En su histórico discurso del 17 de noviembre del año 2005 en la Universidad de La Habana, Fidel Castro, pasando revista a décadas de construcción socialista, se abría un interrogante con el que invitaba a los cubanos y a todos los revolucionarios del mundo a ver el futuro de esa revolución en particular, y de todas las luchas populares en general. Adelantaba allí, para malestar de muchos incluso, que el peor enemigo del proceso de transformación social no está tanto en la agresión imperialista sino en las propias flaquezas de la sociedad; o si se quiere: de los individuos. Dicho de otra manera: la revolución podría revertirse debido a tendencias internas, a una restauración de viejas formas, a recaídas en eternos «errores». Es decir: el capitalismo, por atavismo cultural, lo llevamos hondamente metido todos, y es muy posible que nos salga por los poros en cualquier momento. Lo cual introduce, o al menos enfatiza de un modo privilegiado, un componente muchas veces dejado a un lado: el factor subjetivo, lo ético. La sociedad, y por tanto también la revolución, están hechas por individuos; sin el individuo no cambia, no hay cambio social posible. Dialéctica compleja, por cierto, pues para que el individuo cambie, también debe cambiar el marco social que lo constituye.

Por años en el campo de la izquierda se vivió la bienintencionada -¿ingenua quizá?- fantasía que el cambio de dirección política de la sociedad era la garantía para la construcción de un modelo nuevo de justicia social.

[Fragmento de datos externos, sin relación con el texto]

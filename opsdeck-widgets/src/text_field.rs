//! Read-only text field (single line, multi line, or masked)

use opsdeck_core::Component;
use ratatui::{
    layout::Rect,
    style::{Color, Modifier, Style},
    widgets::{Block, Paragraph, Wrap},
    Frame,
};

/// Glyph used for masked values
pub const MASK_CHAR: char = '•';

/// How the field presents its value
#[derive(Debug, Clone, Copy, PartialEq, Eq, Default)]
pub enum TextVariant {
    #[default]
    SingleLine,
    /// Wraps and keeps line breaks
    MultiLine,
    /// Shows one mask glyph per character, never the value
    Masked,
}

/// Props for TextField component
pub struct TextFieldProps<'a> {
    pub value: &'a str,
    /// Shown dimmed when `value` is empty
    pub placeholder: &'a str,
    pub variant: TextVariant,
    pub is_disabled: bool,
    pub is_focused: bool,
}

/// Bordered text display. Accepts no input; it only renders its props.
#[derive(Default)]
pub struct TextField;

impl TextField {
    pub fn new() -> Self {
        Self
    }

    /// Rows the field needs for `value`, including borders.
    pub fn height_for(value: &str, variant: TextVariant) -> u16 {
        let content = match variant {
            TextVariant::MultiLine => value.lines().count().clamp(1, 4) as u16,
            TextVariant::SingleLine | TextVariant::Masked => 1,
        };
        content + 2
    }

    fn display_text(props: &TextFieldProps<'_>) -> String {
        if props.value.is_empty() {
            return props.placeholder.to_string();
        }
        match props.variant {
            TextVariant::Masked => props.value.chars().map(|_| MASK_CHAR).collect(),
            TextVariant::SingleLine => props.value.lines().next().unwrap_or_default().to_string(),
            TextVariant::MultiLine => props.value.to_string(),
        }
    }
}

impl<A> Component<A> for TextField {
    type Props<'a> = TextFieldProps<'a>;

    fn render(&mut self, frame: &mut Frame, area: Rect, props: Self::Props<'_>) {
        let mut style = if props.value.is_empty() || props.is_disabled {
            Style::default().fg(Color::DarkGray)
        } else {
            Style::default()
        };
        if props.is_disabled {
            style = style.add_modifier(Modifier::ITALIC);
        }

        let border_style = if props.is_focused && !props.is_disabled {
            Style::default().fg(Color::Cyan)
        } else {
            Style::default().fg(Color::DarkGray)
        };

        let mut paragraph = Paragraph::new(Self::display_text(&props))
            .style(style)
            .block(Block::bordered().border_style(border_style));
        if props.variant == TextVariant::MultiLine {
            paragraph = paragraph.wrap(Wrap { trim: false });
        }

        frame.render_widget(paragraph, area);
    }
}
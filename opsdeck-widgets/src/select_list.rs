//! Scrollable option list with a highlight cursor and a selected marker

use crossterm::event::KeyCode;
use opsdeck_core::{Component, EventKind};
use ratatui::{
    layout::Rect,
    style::{Color, Modifier, Style},
    text::{Line, Span},
    widgets::{Block, List, ListItem, ListState},
    Frame,
};

/// Marker drawn in front of the selected option
pub const SELECTED_MARKER: &str = "● ";
const UNSELECTED_MARKER: &str = "  ";

/// Props for SelectList component
pub struct SelectListProps<'a, A> {
    /// Option labels, in display order
    pub items: &'a [String],
    /// Index under the cursor
    pub highlighted: usize,
    /// Index of the committed selection, if it is among `items`
    pub selected: Option<usize>,
    pub is_focused: bool,
    pub show_border: bool,
    /// Cursor moved
    pub on_highlight: fn(usize) -> A,
    /// Enter pressed on the highlighted option
    pub on_select: fn(usize) -> A,
}

/// A scrollable list for picking one option
///
/// j/k/up/down/home/end move the highlight, enter commits it.
#[derive(Default)]
pub struct SelectList {
    scroll_offset: usize,
}

impl SelectList {
    pub fn new() -> Self {
        Self::default()
    }

    fn ensure_visible(&mut self, highlighted: usize, viewport_height: usize) {
        if viewport_height == 0 {
            return;
        }
        if highlighted < self.scroll_offset {
            self.scroll_offset = highlighted;
        } else if highlighted >= self.scroll_offset + viewport_height {
            self.scroll_offset = highlighted + 1 - viewport_height;
        }
    }
}

impl<A> Component<A> for SelectList {
    type Props<'a> = SelectListProps<'a, A>;

    fn handle_event(
        &mut self,
        event: &EventKind,
        props: Self::Props<'_>,
    ) -> impl IntoIterator<Item = A> {
        if !props.is_focused || props.items.is_empty() {
            return None;
        }
        let EventKind::Key(key) = event else {
            return None;
        };

        let last = props.items.len() - 1;
        let current = props.highlighted.min(last);
        let target = match key.code {
            KeyCode::Char('j') | KeyCode::Down => (current + 1).min(last),
            KeyCode::Char('k') | KeyCode::Up => current.saturating_sub(1),
            KeyCode::Char('g') | KeyCode::Home => 0,
            KeyCode::Char('G') | KeyCode::End => last,
            KeyCode::Enter => return Some((props.on_select)(current)),
            _ => return None,
        };

        if target == props.highlighted {
            return None;
        }
        Some((props.on_highlight)(target))
    }

    fn render(&mut self, frame: &mut Frame, area: Rect, props: Self::Props<'_>) {
        let chrome = if props.show_border { 2 } else { 0 };
        let viewport_height = area.height.saturating_sub(chrome) as usize;
        self.ensure_visible(props.highlighted, viewport_height);

        let items: Vec<ListItem> = props
            .items
            .iter()
            .enumerate()
            .map(|(i, item)| {
                let marker = if props.selected == Some(i) {
                    SELECTED_MARKER
                } else {
                    UNSELECTED_MARKER
                };
                ListItem::new(Line::from(vec![
                    Span::styled(marker, Style::default().fg(Color::Green)),
                    Span::raw(item.as_str()),
                ]))
            })
            .collect();

        let mut list = List::new(items);
        if props.is_focused {
            list = list.highlight_style(
                Style::default()
                    .fg(Color::Black)
                    .bg(Color::White)
                    .add_modifier(Modifier::BOLD),
            );
        }
        if props.show_border {
            let border = if props.is_focused {
                Style::default().fg(Color::Cyan)
            } else {
                Style::default().fg(Color::DarkGray)
            };
            list = list.block(Block::bordered().border_style(border));
        }

        let mut state = ListState::default().with_selected(Some(props.highlighted));
        *state.offset_mut() = self.scroll_offset;

        frame.render_stateful_widget(list, area, &mut state);
    }
}

#[cfg(test)]
mod tests {
    use super::*;
    use opsdeck_core::testing::{key, RenderHarness};

    #[derive(Debug, Clone, PartialEq)]
    enum TestAction {
        Highlight(usize),
        Select(usize),
    }

    fn names() -> Vec<String> {
        vec!["Cred 1".into(), "Cred 2".into(), "Cred 3".into()]
    }

    fn props(items: &[String], highlighted: usize) -> SelectListProps<'_, TestAction> {
        SelectListProps {
            items,
            highlighted,
            selected: None,
            is_focused: true,
            show_border: true,
            on_highlight: TestAction::Highlight,
            on_select: TestAction::Select,
        }
    }

    fn press(
        list: &mut SelectList,
        k: &str,
        props: SelectListProps<'_, TestAction>,
    ) -> Vec<TestAction> {
        list.handle_event(&EventKind::Key(key(k)), props)
            .into_iter()
            .collect()
    }

    #[test]
    fn test_navigation_emits_highlight() {
        let mut list = SelectList::new();
        let items = names();

        assert_eq!(
            press(&mut list, "j", props(&items, 0)),
            vec![TestAction::Highlight(1)]
        );
        assert_eq!(
            press(&mut list, "up", props(&items, 2)),
            vec![TestAction::Highlight(1)]
        );
        assert_eq!(
            press(&mut list, "end", props(&items, 0)),
            vec![TestAction::Highlight(2)]
        );
    }

    #[test]
    fn test_navigation_stops_at_bounds() {
        let mut list = SelectList::new();
        let items = names();

        assert!(press(&mut list, "k", props(&items, 0)).is_empty());
        assert!(press(&mut list, "down", props(&items, 2)).is_empty());
    }

    #[test]
    fn test_enter_selects_highlighted() {
        let mut list = SelectList::new();
        let items = names();

        assert_eq!(
            press(&mut list, "enter", props(&items, 1)),
            vec![TestAction::Select(1)]
        );
    }

    #[test]
    fn test_unfocused_or_empty_ignores_events() {
        let mut list = SelectList::new();
        let items = names();
        let mut unfocused = props(&items, 0);
        unfocused.is_focused = false;
        assert!(press(&mut list, "j", unfocused).is_empty());

        assert!(press(&mut list, "enter", props(&[], 0)).is_empty());
    }

    #[test]
    fn test_render_marks_selection() {
        let mut render = RenderHarness::new(30, 6);
        let mut list = SelectList::new();
        let items = names();

        let output = render.render_to_string_plain(|frame| {
            let mut p = props(&items, 0);
            p.selected = Some(1);
            let area = frame.area();
            list.render(frame, area, p);
        });

        assert!(output.contains("Cred 1"));
        assert!(output.contains("● Cred 2"));
        assert!(output.contains("Cred 3"));
    }
}
//! Keyed async tasks with superseding
//!
//! Each task runs under a [`TaskKey`]. Spawning under a key that already has
//! a task aborts the older one, so at most one fetch per key is in flight and
//! a superseded request never reports back. Every spawn also gets a
//! generation number, which callers can stamp into their result actions.
//!
//! ```ignore
//! let (action_tx, mut action_rx) = tokio::sync::mpsc::unbounded_channel();
//! let mut tasks = TaskManager::new(action_tx);
//!
//! tasks.spawn("credentials", async move {
//!     match provider.read(&query).await {
//!         Ok(page) => Action::LookupDidLoad { request, page },
//!         Err(e) => Action::LookupDidError { request, error: e.to_string() },
//!     }
//! });
//! ```

use std::collections::HashMap;
use std::future::Future;

use tokio::sync::mpsc;
use tokio::task::AbortHandle;

use crate::Action;

/// Identifies a task slot; tasks with the same key replace each other.
#[derive(Clone, Debug, Eq, PartialEq, Hash)]
pub struct TaskKey(String);

impl TaskKey {
    pub fn new(name: impl Into<String>) -> Self {
        Self(name.into())
    }

    pub fn name(&self) -> &str {
        &self.0
    }
}

impl From<&'static str> for TaskKey {
    fn from(s: &'static str) -> Self {
        Self::new(s)
    }
}

impl From<String> for TaskKey {
    fn from(s: String) -> Self {
        Self(s)
    }
}

struct Running {
    generation: u64,
    handle: AbortHandle,
}

/// Owns spawned tasks and sends their result actions back to the loop.
pub struct TaskManager<A> {
    tasks: HashMap<TaskKey, Running>,
    next_generation: u64,
    action_tx: mpsc::UnboundedSender<A>,
}

impl<A> TaskManager<A>
where
    A: Action,
{
    pub fn new(action_tx: mpsc::UnboundedSender<A>) -> Self {
        Self {
            tasks: HashMap::new(),
            next_generation: 0,
            action_tx,
        }
    }

    /// Spawn `future` under `key`, aborting whatever ran there before.
    ///
    /// The action produced by the future is sent to the loop unless the task
    /// is aborted first. Returns the generation assigned to this spawn.
    pub fn spawn<F>(&mut self, key: impl Into<TaskKey>, future: F) -> u64
    where
        F: Future<Output = A> + Send + 'static,
    {
        let key = key.into();
        if self.cancel(&key) {
            tracing::debug!(task = key.name(), "superseding in-flight task");
        }

        self.next_generation += 1;
        let generation = self.next_generation;

        let tx = self.action_tx.clone();
        let handle = tokio::spawn(async move {
            let action = future.await;
            let _ = tx.send(action);
        });

        self.tasks.insert(
            key,
            Running {
                generation,
                handle: handle.abort_handle(),
            },
        );
        generation
    }

    /// Abort the task under `key`. Returns whether one was still running.
    pub fn cancel(&mut self, key: &TaskKey) -> bool {
        match self.tasks.remove(key) {
            Some(running) => {
                let was_running = !running.handle.is_finished();
                running.handle.abort();
                was_running
            }
            None => false,
        }
    }

    /// Abort everything (shutdown).
    pub fn cancel_all(&mut self) {
        for (_, running) in self.tasks.drain() {
            running.handle.abort();
        }
    }

    /// Whether a task under `key` has not finished yet.
    pub fn is_running(&self, key: &TaskKey) -> bool {
        self.tasks
            .get(key)
            .is_some_and(|running| !running.handle.is_finished())
    }

    /// Generation of the latest spawn under `key`.
    pub fn generation(&self, key: &TaskKey) -> Option<u64> {
        self.tasks.get(key).map(|running| running.generation)
    }

    /// Number of unfinished tasks.
    pub fn len(&self) -> usize {
        self.tasks
            .values()
            .filter(|running| !running.handle.is_finished())
            .count()
    }

    pub fn is_empty(&self) -> bool {
        self.len() == 0
    }
}

impl<A> Drop for TaskManager<A> {
    fn drop(&mut self) {
        for (_, running) in self.tasks.drain() {
            running.handle.abort();
        }
    }
}
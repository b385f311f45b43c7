//! Action traits for type-safe state mutations

use std::fmt::Debug;

/// Marker trait for actions that can be dispatched to the store
///
/// Actions describe something that happened (a key press mapped to an intent,
/// a fetch that completed). They must be:
/// - Clone: middleware sees a copy before the reducer consumes the original
/// - Debug: for logging
/// - Send + 'static: results come back from spawned tasks
pub trait Action: Clone + Debug + Send + 'static {
    /// Stable action name for logging and filtering
    fn name(&self) -> &'static str;
}

/// Short, log-friendly rendering of an action.
///
/// The default falls back to `Debug`. Override it for actions that carry
/// large payloads (fetched pages, survey definitions).
pub trait ActionSummary: Action {
    fn summary(&self) -> String {
        format!("{:?}", self)
    }
}
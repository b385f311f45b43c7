use std::collections::BTreeMap;

use crossterm::event::KeyCode;
use opsdeck_core::{Component, EventKind};
use opsdeck_widgets::{
    centered_rect, render_form_group, render_modal, FormGroupProps, ModalStyle, MultiSelect,
    MultiSelectProps, Select, SelectProps, TextField, TextFieldProps, TextVariant,
};
use ratatui::{
    layout::Rect,
    style::{Color, Modifier, Style},
    widgets::Paragraph,
    Frame,
};

use super::{initial_values, preview_fields, ControlFlags, FieldSpec, Question, WidgetSpec};

pub const PREVIEW_TITLE: &str = "Survey Preview";
const FOOTER_HINT: &str = "esc close  up/down scroll";

pub struct SurveyPreviewProps<'a, A> {
    pub questions: &'a [Question],
    pub is_open: bool,
    /// Index of the first field shown
    pub scroll: usize,
    pub on_toggle: fn(bool) -> A,
    pub on_scroll: fn(usize) -> A,
}

/// Read-only modal with one disabled control per question
#[derive(Default)]
pub struct SurveyPreview;

impl SurveyPreview {
    pub fn new() -> Self {
        Self
    }

    fn control_height(widget: &WidgetSpec, width: u16) -> u16 {
        match widget {
            WidgetSpec::TextInput { value } => {
                TextField::height_for(value, TextVariant::SingleLine)
            }
            WidgetSpec::TextArea { value } => TextField::height_for(value, TextVariant::MultiLine),
            WidgetSpec::Password { .. } | WidgetSpec::Select { .. } => 3,
            WidgetSpec::MultiSelect { selections, .. } => {
                MultiSelect::height_for(selections, width)
            }
            WidgetSpec::Unsupported { .. } => 1,
        }
    }

    fn field_height(field: &FieldSpec, width: u16) -> u16 {
        let description = u16::from(!field.description.is_empty());
        1 + description + Self::control_height(&field.widget, width)
    }

    fn render_field(
        frame: &mut Frame,
        area: Rect,
        field: &FieldSpec,
        values: &BTreeMap<String, String>,
    ) {
        let mut body = render_form_group(
            frame,
            area,
            FormGroupProps {
                label: &field.label,
                is_required: field.flags.contains(ControlFlags::REQUIRED),
                is_focused: false,
            },
        );

        if !field.description.is_empty() && body.height > 0 {
            let line = Rect { height: 1, ..body };
            frame.render_widget(
                Paragraph::new(field.description.as_str())
                    .style(Style::default().fg(Color::DarkGray)),
                line,
            );
            body.y += 1;
            body.height -= 1;
        }

        let is_disabled = field.flags.contains(ControlFlags::DISABLED);
        match &field.widget {
            WidgetSpec::TextInput { value } | WidgetSpec::TextArea { value } => {
                let variant = if matches!(field.widget, WidgetSpec::TextArea { .. }) {
                    TextVariant::MultiLine
                } else {
                    TextVariant::SingleLine
                };
                let props = TextFieldProps {
                    value,
                    placeholder: "",
                    variant,
                    is_disabled,
                    is_focused: false,
                };
                <TextField as Component<()>>::render(&mut TextField, frame, body, props);
            }
            WidgetSpec::Password { name } => {
                let value = values.get(name).map(String::as_str).unwrap_or_default();
                let props = TextFieldProps {
                    value,
                    placeholder: "",
                    variant: TextVariant::Masked,
                    is_disabled,
                    is_focused: false,
                };
                <TextField as Component<()>>::render(&mut TextField, frame, body, props);
            }
            WidgetSpec::Select { placeholder } => {
                let props = SelectProps {
                    placeholder,
                    is_disabled,
                    is_focused: false,
                };
                <Select as Component<()>>::render(&mut Select, frame, body, props);
            }
            WidgetSpec::MultiSelect {
                selections,
                options,
            } => {
                let props = MultiSelectProps {
                    selections,
                    options,
                    is_read_only: field.flags.contains(ControlFlags::READ_ONLY),
                    is_focused: false,
                };
                <MultiSelect as Component<()>>::render(&mut MultiSelect, frame, body, props);
            }
            WidgetSpec::Unsupported { type_tag } => {
                let notice = Style::default()
                    .fg(Color::Yellow)
                    .add_modifier(Modifier::ITALIC);
                frame.render_widget(
                    Paragraph::new(format!("Unsupported question type \"{type_tag}\""))
                        .style(notice),
                    body,
                );
            }
        }
    }
}

impl<A> Component<A> for SurveyPreview {
    type Props<'a> = SurveyPreviewProps<'a, A>;

    fn handle_event(
        &mut self,
        event: &EventKind,
        props: Self::Props<'_>,
    ) -> impl IntoIterator<Item = A> {
        if !props.is_open {
            return None;
        }
        let Some(key) = event.as_key() else {
            return None;
        };

        match key.code {
            KeyCode::Esc | KeyCode::Char('q') => Some((props.on_toggle)(false)),
            KeyCode::Up | KeyCode::Char('k') if props.scroll > 0 => {
                Some((props.on_scroll)(props.scroll - 1))
            }
            KeyCode::Down | KeyCode::Char('j') => {
                let fields = preview_fields(props.questions).len();
                if props.scroll + 1 < fields {
                    Some((props.on_scroll)(props.scroll + 1))
                } else {
                    None
                }
            }
            _ => None,
        }
    }

    fn render(&mut self, frame: &mut Frame, area: Rect, props: Self::Props<'_>) {
        if !props.is_open {
            return;
        }

        let width = area.width.saturating_mul(4) / 5;
        let modal = centered_rect(width.max(30), area.height, area);
        let inner = render_modal(frame, modal, &ModalStyle::default(), PREVIEW_TITLE);
        if inner.height < 2 {
            return;
        }

        let footer = Rect {
            y: inner.y + inner.height - 1,
            height: 1,
            ..inner
        };
        let hint = Paragraph::new(FOOTER_HINT).style(Style::default().fg(Color::DarkGray));
        frame.render_widget(hint, footer);

        let fields = preview_fields(props.questions);
        if fields.is_empty() {
            frame.render_widget(Paragraph::new("This survey has no questions."), inner);
            return;
        }

        let values = initial_values(props.questions);
        let bottom = footer.y;
        let mut y = inner.y;
        for field in fields.iter().skip(props.scroll) {
            if y >= bottom {
                break;
            }
            let height = Self::field_height(field, inner.width).min(bottom - y);
            let field_area = Rect {
                y,
                height,
                ..inner
            };
            Self::render_field(frame, field_area, field, &values);
            y += height;
        }
    }
}
//! Record-provider boundary
//!
//! The lookup never talks to HTTP directly. It receives a
//! [`CredentialProvider`] and issues [`ListQuery`]s through it, so tests can
//! substitute an in-memory provider.

mod http;

use async_trait::async_trait;

use crate::credential::{Credential, Page};

pub use http::HttpCredentials;

/// Ordering field used by lookups
pub const LOOKUP_ORDER_BY: &str = "name";
/// Lookups only ever ask for the first page
pub const LOOKUP_PAGE: u32 = 1;
pub const LOOKUP_PAGE_SIZE: u32 = 5;

/// Errors from a record provider
#[derive(Debug, thiserror::Error)]
pub enum ApiError {
    #[error("request to {url} failed with status {status}")]
    Status { status: u16, url: String },

    #[error("request failed: {0}")]
    Request(#[from] reqwest::Error),

    #[error("invalid base url {url:?}")]
    InvalidUrl { url: String },
}

/// A paginated list query
#[derive(Debug, Clone, PartialEq, Eq)]
pub struct ListQuery {
    /// Filter pairs, sent verbatim and in order
    pub filters: Vec<(String, String)>,
    pub order_by: String,
    pub page: u32,
    pub page_size: u32,
}

impl ListQuery {
    /// The lookup query: `{field: value, order_by: "name", page: 1, page_size: 5}`.
    pub fn lookup(field: impl Into<String>, value: impl Into<String>) -> Self {
        Self {
            filters: vec![(field.into(), value.into())],
            order_by: LOOKUP_ORDER_BY.to_string(),
            page: LOOKUP_PAGE,
            page_size: LOOKUP_PAGE_SIZE,
        }
    }

    /// Value of the first filter named `field`
    pub fn filter(&self, field: &str) -> Option<&str> {
        self.filters
            .iter()
            .find(|(name, _)| name == field)
            .map(|(_, value)| value.as_str())
    }

    /// Query-string pairs: filters first, then ordering and paging.
    pub fn to_params(&self) -> Vec<(String, String)> {
        let mut params = self.filters.clone();
        params.push(("order_by".to_string(), self.order_by.clone()));
        params.push(("page".to_string(), self.page.to_string()));
        params.push(("page_size".to_string(), self.page_size.to_string()));
        params
    }
}

/// Source of credential pages
#[async_trait]
pub trait CredentialProvider: Send + Sync {
    async fn read(&self, query: &ListQuery) -> Result<Page<Credential>, ApiError>;
}

#[cfg(test)]
mod tests {
    use super::*;

    #[test]
    fn test_lookup_query_params() {
        let query = ListQuery::lookup("credential_type", "1");
        let params = query.to_params();

        let expected: Vec<(String, String)> = [
            ("credential_type", "1"),
            ("order_by", "name"),
            ("page", "1"),
            ("page_size", "5"),
        ]
        .iter()
        .map(|(k, v)| (k.to_string(), v.to_string()))
        .collect();
        assert_eq!(params, expected);
    }

    #[test]
    fn test_filter_lookup() {
        let query = ListQuery::lookup("credential_type", "42");
        assert_eq!(query.filter("credential_type"), Some("42"));
        assert_eq!(query.filter("kind"), None);
    }

    #[test]
    fn test_status_error_message() {
        let err = ApiError::Status {
            status: 403,
            url: "http://tower/api/v2/credentials/".into(),
        };
        assert_eq!(
            err.to_string(),
            "request to http://tower/api/v2/credentials/ failed with status 403"
        );
    }
}
use opsdeck_core::{Action as ActionTrait, ActionSummary};

use crate::credential::Credential;
use crate::lookup::LookupAction;

#[derive(Debug, Clone, PartialEq)]
pub enum Action {
    Lookup(LookupAction),
    /// The lookup's `on_change`: new form value for the credential field
    CredentialChange(Option<Credential>),
    /// The lookup's `on_blur`
    CredentialBlur,
    PreviewToggle(bool),
    PreviewScroll(usize),
    /// Switch the lookup to the next configured credential type
    CredentialTypeCycle,
    FocusNext,
    Quit,
}

impl ActionTrait for Action {
    fn name(&self) -> &'static str {
        match self {
            Action::Lookup(action) => action.name(),
            Action::CredentialChange(_) => "CredentialChange",
            Action::CredentialBlur => "CredentialBlur",
            Action::PreviewToggle(_) => "PreviewToggle",
            Action::PreviewScroll(_) => "PreviewScroll",
            Action::CredentialTypeCycle => "CredentialTypeCycle",
            Action::FocusNext => "FocusNext",
            Action::Quit => "Quit",
        }
    }
}

impl ActionSummary for Action {
    fn summary(&self) -> String {
        match self {
            Action::Lookup(action) => action.summary(),
            Action::CredentialChange(Some(credential)) => {
                format!("CredentialChange({}: {:?})", credential.id, credential.name)
            }
            _ => format!("{:?}", self),
        }
    }
}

La experiencia del socialismo real mostró, a veces en forma patética, que ello no es forzosamente así. 70 años de socialismo en Rusia no impidieron la restauración capitalista de fines del siglo XX. Revolucionar algo es más difícil de lo que se creía.

Sólo para graficarlo con un ejemplo -uno entre tantos, sin dudas numerosísimos, que se podrían presentar- tomemos lo recientemente informado por la Agencia «China Roja», de la República Popular China (lo cual no es novedoso, porque continuamente se escuchan noticias de este tipo en ese país): «Entre agosto de 2005 y junio de 2006, se vieron implicados funcionarios en 3.128 casos de sobornos comerciales, por valor de 968 millones de yuanes (121 millones de dólares USA), según un reciente informe de la Comisión Central de Control Disciplinario del Partido Comunista de China. A comienzos de mes, el ex vicepresidente del Comité Provincial de la Conferencia Consultiva Política de Anhui, Wang Zhaoyao, fue sentenciado a muerte [por casos de corrupción]. Con las últimas destituciones y condenas penales de altos cargos gubernamentales, Beijing está lanzando un claro mensaje a la clase política y es que no consentirá la corrupción entre sus filas. La educación ética (…) desempeñará un papel fundamental en la lucha contra la corrupción en los próximos años». China lleva ya más de medio siglo construyendo su socialismo -en el último tiempo con características muy especiales que dieron lugar a una supuestamente controlada economía capitalista paralela- y más allá del trabajo ideológico y la educación ética, siguen dándose lacras que se supondrían superadas. Aunque hay pena de muerte contra ella, la corrupción continúa. Y por lo que se ve, en buena cantidad.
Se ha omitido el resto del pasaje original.